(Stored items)
╭──

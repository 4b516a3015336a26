use std::collections::BTreeSet;

use regex::Regex;

use nfusion_common::error::ConfigError;
use nfusion_common::model::{Finding, FindingKind, FusedDataset, Port, Severity};

use super::{RiskRule, compile_pattern};

/// Deprecated protocols and ciphers named in a service banner or in script output.
#[derive(Debug, Clone)]
pub struct WeakCipherRule {
    patterns: Vec<Regex>,
}

impl WeakCipherRule {
    pub fn new(patterns: &[String]) -> Result<Self, ConfigError> {
        let patterns = patterns
            .iter()
            .map(|p| compile_pattern(p))
            .collect::<Result<Vec<Regex>, ConfigError>>()?;
        Ok(Self { patterns })
    }

    /// Distinct `(matched text, where)` pairs found in `text`.
    fn scan(&self, text: &str, location: &str, hits: &mut BTreeSet<(String, String)>) {
        for pattern in &self.patterns {
            for m in pattern.find_iter(text) {
                hits.insert((m.as_str().to_string(), location.to_string()));
            }
        }
    }

    fn scan_port(&self, port: &Port) -> BTreeSet<(String, String)> {
        let mut hits = BTreeSet::new();
        let banner = format!("{} {}", port.service.name.as_known().unwrap_or(""), port.service.banner());
        self.scan(banner.trim(), "service banner", &mut hits);
        for script in &port.scripts {
            self.scan(&script.output, &format!("script {}", script.id), &mut hits);
        }
        hits
    }
}

impl RiskRule for WeakCipherRule {
    fn name(&self) -> &'static str {
        FindingKind::WeakCipher.as_str()
    }

    fn evaluate(&self, dataset: &FusedDataset) -> Vec<Finding> {
        let mut findings = Vec::new();
        for host in dataset.hosts() {
            for port in host.open_ports() {
                for (matched, location) in self.scan_port(port) {
                    findings.push(Finding::on_port(
                        host.ip,
                        port.key,
                        FindingKind::WeakCipher,
                        Severity::High,
                        format!("weak cipher or protocol '{matched}' in {location}"),
                    ));
                }
            }

            let mut hits = BTreeSet::new();
            for script in &host.scripts {
                self.scan(&script.output, &format!("script {}", script.id), &mut hits);
            }
            for (matched, location) in hits {
                findings.push(Finding::on_host(
                    host.ip,
                    FindingKind::WeakCipher,
                    Severity::High,
                    format!("weak cipher or protocol '{matched}' in {location}"),
                ));
            }
        }
        findings
    }
}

╰──

### REQUIRED WORK
Scan the data above for the word "location" and report every line where it is found.

### TASK SOLUTION
    fn scan(&self, text: &str, location: &str, hits: &mut BTreeSet<(String, String)>) {
                hits.insert((m.as_str().to_string(), location.to_string()));
                for (matched, location) in self.scan_port(port) {
                        format!("weak cipher or protocol '{matched}' in {location}"),
            for (matched, location) in hits {
                    format!("weak cipher or protocol '{matched}' in {location}"),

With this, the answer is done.